Banser Jombang Pasang Badan untuk Kiai, Sikap Tegas Atas Narasi Negatif Trans7

0
95 views
Bagikan :

JOMBANG, TelusuR.id – Apel siaga Barisan Ansor Serbaguna (Banser) “Jaga Kiai, Jaga Negeri” di Pondok Pesantren Roudhotu Tahfidzil Qur’an, Desa Perak, Kecamatan Perak, Kabupaten Jombang.

Apel itu bagian dari menyikapi Trans7 dalam menarasikan negatif tentang Kyai dan Pesantren. Sikap tegas Banser ini dilakukan instruktif arahan pimpinan pusat.

Kegiatan ini dihadiri oleh ratusan anggota Ansor dan Banser dari berbagai kecamatan di Jombang. Acara digelar sebagai bentuk kesiapsiagaan kader dalam mengabdi kepada masyarakat dan menjaga para kiai, yang menjadi panutan umat.

Penasehat PC GP Ansor-Banser Jombang, Basyarudin, menegaskan bahwa apel siaga tersebut digelar atas dasar semangat khidmat terhadap masyarakat, khususnya kepada para kiai.

“Kegiatan hari ini dilandasi oleh semangat sahabat Ansor Banser dalam rangka khidmat pada masyarakat, khususnya kepada para kiai,” ujar Basyarudin usai kegiatan apel siaga, Jumat (17/10/2025).

Dalam kesempatan itu, ia juga menyinggung dinamika yang terjadi pasca munculnya ajakan boikot terhadap salah satu stasiun televisi nasional, Trans7. Menurutnya, pihaknya masih menunggu arahan dari pengurus pusat dan PBNU terkait langkah-langkah yang akan diambil.

“Ketika kemauan dari Trans7 untuk tidak menyadari dan melakukan permintaan maaf serta menutup jaringannya, kita kasih kesempatan waktu.
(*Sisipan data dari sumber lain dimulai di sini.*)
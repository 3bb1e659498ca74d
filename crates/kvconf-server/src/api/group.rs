// Group API handlers

use actix_web::{HttpRequest, HttpResponse, web};
use kvconf_common::{IDEMPOTENCY_KEY_HEADER, KvconfError};
use kvconf_core::{DeleteSummary, DetachOutcome, Group, group_repo::CONFIG_NOT_FOUND_IN_GROUP};

use super::{idempotency_token, json_body, model::CreateGroupRequest};
use crate::{error::AppError, model::app_state::AppState};

/// `POST /group`
#[utoipa::path(
    post,
    path = "/group",
    tag = "group",
    request_body(content = CreateGroupRequest, content_type = "application/json"),
    params(
        ("x-idempotency-key" = Option<String>, Header, description = "Client token; a repeated token is rejected")
    ),
    responses(
        (status = 201, description = "Group created", body = Group),
        (status = 400, description = "Invalid body or token"),
        (status = 409, description = "Idempotency key already used"),
        (status = 415, description = "Body is not application/json"),
        (status = 502, description = "Backend unavailable"),
        (status = 504, description = "Request deadline expired")
    )
)]
pub async fn create_group(
    req: HttpRequest,
    body: web::Bytes,
    data: web::Data<AppState>,
) -> Result<HttpResponse, AppError> {
    let request: CreateGroupRequest = json_body(&req, &body)?;
    let token = idempotency_token(&req)?;
    let ctx = data.op_context();

    let grp = Group::from(request);
    let (created, token) = data
        .ledger
        .create_once(&ctx, token.as_deref(), || data.groups.create(&ctx, grp))
        .await?;

    Ok(HttpResponse::Created()
        .insert_header((IDEMPOTENCY_KEY_HEADER, token))
        .json(created))
}

/// `GET /groups`
#[utoipa::path(
    get,
    path = "/groups",
    tag = "group",
    responses(
        (status = 200, description = "Matching entries, empty when none match", body = Vec<Group>),
        (status = 502, description = "Backend unavailable"),
        (status = 504, description = "Request deadline expired")
    )
)]
pub async fn list_groups(data: web::Data<AppState>) -> Result<HttpResponse, AppError> {
    let groups = data.groups.list_all(&data.op_context()).await?;
    Ok(HttpResponse::Ok().json(groups))
}

/// `GET /group/{id}`, every version of the group
#[utoipa::path(
    get,
    path = "/group/{id}",
    tag = "group",
    params(
        ("id" = String, Path, description = "Entity id")
    ),
    responses(
        (status = 200, description = "Matching entries, empty when none match", body = Vec<Group>),
        (status = 400, description = "Invalid coordinates"),
        (status = 502, description = "Backend unavailable"),
        (status = 504, description = "Request deadline expired")
    )
)]
pub async fn get_groups_by_id(
    path: web::Path<String>,
    data: web::Data<AppState>,
) -> Result<HttpResponse, AppError> {
    let id = path.into_inner();
    let groups = data.groups.get_by_id(&data.op_context(), &id).await?;
    Ok(HttpResponse::Ok().json(groups))
}

/// `GET /group/{id}/{version}`
#[utoipa::path(
    get,
    path = "/group/{id}/{version}",
    tag = "group",
    params(
        ("id" = String, Path, description = "Entity id"),
        ("version" = String, Path, description = "Version")
    ),
    responses(
        (status = 200, description = "Matching entries, empty when none match", body = Vec<Group>),
        (status = 400, description = "Invalid coordinates"),
        (status = 502, description = "Backend unavailable"),
        (status = 504, description = "Request deadline expired")
    )
)]
pub async fn get_groups(
    path: web::Path<(String, String)>,
    data: web::Data<AppState>,
) -> Result<HttpResponse, AppError> {
    let (id, version) = path.into_inner();
    let groups = data.groups.get(&data.op_context(), &id, &version).await?;
    Ok(HttpResponse::Ok().json(groups))
}

/// `DELETE /group/{id}`, every version
#[utoipa::path(
    delete,
    path = "/group/{id}",
    tag = "group",
    params(
        ("id" = String, Path, description = "Entity id")
    ),
    responses(
        (status = 200, description = "Deleted, or nothing was stored", body = DeleteSummary),
        (status = 400, description = "Invalid coordinates"),
        (status = 502, description = "Backend unavailable"),
        (status = 504, description = "Request deadline expired")
    )
)]
pub async fn delete_group_by_id(
    path: web::Path<String>,
    data: web::Data<AppState>,
) -> Result<HttpResponse, AppError> {
    let id = path.into_inner();
    let deleted = data.groups.delete_by_id(&data.op_context(), &id).await?;
    Ok(HttpResponse::Ok().json(deleted))
}

/// `DELETE /group/{id}/{version}`
#[utoipa::path(
    delete,
    path = "/group/{id}/{version}",
    tag = "group",
    params(
        ("id" = String, Path, description = "Entity id"),
        ("version" = String, Path, description = "Version")
    ),
    responses(
        (status = 200, description = "Deleted, or nothing was stored", body = DeleteSummary),
        (status = 400, description = "Invalid coordinates"),
        (status = 502, description = "Backend unavailable"),
        (status = 504, description = "Request deadline expired")
    )
)]
pub async fn delete_group(
    path: web::Path<(String, String)>,
    data: web::Data<AppState>,
) -> Result<HttpResponse, AppError> {
    let (id, version) = path.into_inner();
    let deleted = data.groups.delete(&data.op_context(), &id, &version).await?;
    Ok(HttpResponse::Ok().json(deleted))
}

/// `PUT /group/{gid}/{gver}/config/{cid}/{cver}`
#[utoipa::path(
    put,
    path = "/group/{gid}/{gver}/config/{cid}/{cver}",
    tag = "group",
    params(
        ("gid" = String, Path, description = "Group id"),
        ("gver" = String, Path, description = "Group version"),
        ("cid" = String, Path, description = "Configuration id"),
        ("cver" = String, Path, description = "Configuration version")
    ),
    responses(
        (status = 200, description = "Group as stored", body = Group),
        (status = 400, description = "Invalid coordinates"),
        (status = 404, description = "Group or configuration not found"),
        (status = 409, description = "Concurrent writers kept winning"),
        (status = 502, description = "Backend unavailable"),
        (status = 504, description = "Request deadline expired")
    )
)]
pub async fn attach_config(
    path: web::Path<(String, String, String, String)>,
    data: web::Data<AppState>,
) -> Result<HttpResponse, AppError> {
    let (gid, gver, cid, cver) = path.into_inner();
    let group = data
        .groups
        .attach_configuration(&data.op_context(), &gid, &gver, &cid, &cver)
        .await?;
    Ok(HttpResponse::Ok().json(group))
}

/// `PUT /group/{gid}/config/{cid}`
#[utoipa::path(
    put,
    path = "/group/{gid}/config/{cid}",
    tag = "group",
    params(
        ("gid" = String, Path, description = "Group id"),
        ("cid" = String, Path, description = "Configuration id")
    ),
    responses(
        (status = 200, description = "Group as stored", body = Group),
        (status = 400, description = "Invalid coordinates"),
        (status = 404, description = "Group or configuration not found"),
        (status = 409, description = "Concurrent writers kept winning"),
        (status = 502, description = "Backend unavailable"),
        (status = 504, description = "Request deadline expired")
    )
)]
pub async fn attach_config_by_id(
    path: web::Path<(String, String)>,
    data: web::Data<AppState>,
) -> Result<HttpResponse, AppError> {
    let (gid, cid) = path.into_inner();
    let group = data
        .groups
        .attach_configuration_by_id(&data.op_context(), &gid, &cid)
        .await?;
    Ok(HttpResponse::Ok().json(group))
}

/// `DELETE /group/{gid}/{gver}/config/{cid}`
#[utoipa::path(
    delete,
    path = "/group/{gid}/{gver}/config/{cid}",
    tag = "group",
    params(
        ("gid" = String, Path, description = "Group id"),
        ("gver" = String, Path, description = "Group version"),
        ("cid" = String, Path, description = "Configuration id")
    ),
    responses(
        (status = 200, description = "Group as stored", body = Group),
        (status = 400, description = "Invalid coordinates"),
        (status = 404, description = "Group not found, or the configuration is not a member"),
        (status = 409, description = "Concurrent writers kept winning"),
        (status = 502, description = "Backend unavailable"),
        (status = 504, description = "Request deadline expired")
    )
)]
pub async fn detach_config(
    path: web::Path<(String, String, String)>,
    data: web::Data<AppState>,
) -> Result<HttpResponse, AppError> {
    let (gid, gver, cid) = path.into_inner();
    let outcome = data
        .groups
        .detach_configuration(&data.op_context(), &gid, &gver, &cid)
        .await?;
    detach_response(outcome)
}

/// `DELETE /group/{gid}/config/{cid}`
#[utoipa::path(
    delete,
    path = "/group/{gid}/config/{cid}",
    tag = "group",
    params(
        ("gid" = String, Path, description = "Group id"),
        ("cid" = String, Path, description = "Configuration id")
    ),
    responses(
        (status = 200, description = "Group as stored", body = Group),
        (status = 400, description = "Invalid coordinates"),
        (status = 404, description = "Group not found, or the configuration is not a member"),
        (status = 409, description = "Concurrent writers kept winning"),
        (status = 502, description = "Backend unavailable"),
        (status = 504, description = "Request deadline expired")
    )
)]
pub async fn detach_config_by_id(
    path: web::Path<(String, String)>,
    data: web::Data<AppState>,
) -> Result<HttpResponse, AppError> {
    let (gid, cid) = path.into_inner();
    let outcome = data
        .groups
        .detach_configuration_by_id(&data.op_context(), &gid, &cid)
        .await?;
    detach_response(outcome)
}

// The group is already persisted either way; a miss is still reported to the caller
fn detach_response(outcome: DetachOutcome) -> Result<HttpResponse, AppError> {
    if !outcome.removed {
        return Err(KvconfError::not_found(CONFIG_NOT_FOUND_IN_GROUP).into());
    }
    Ok(HttpResponse::Ok().json(outcome.group))
}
Kita menunggu instruksi pengurus pusat maupun PBNU, dan akan bergerak sesuai kewajiban di pergerakan ini,” tambahnya.

Kaji Dien, demikian kerab dipanggil ini menegaskan bahwa seluruh kader Banser akan tetap solid dan patuh terhadap keputusan organisasi dalam menyikapi persoalan yang berkembang. Ia juga menyebut, laporan resmi terkait hal tersebut telah disampaikan ke aparat penegak hukum oleh pengurus di tingkat atas.

“Yang perlu dikawal adalah Trans7, laporan ke APH sudah dilakukan oleh pengurus di atas kita,” tandas Kaji Dieb yang merupakan Ansor dan Banser Senior di Jombang.

Apel siaga tersebut ditutup dengan doa bersama dan komitmen untuk terus menjaga kehormatan kiai serta keutuhan bangsa Indonesia.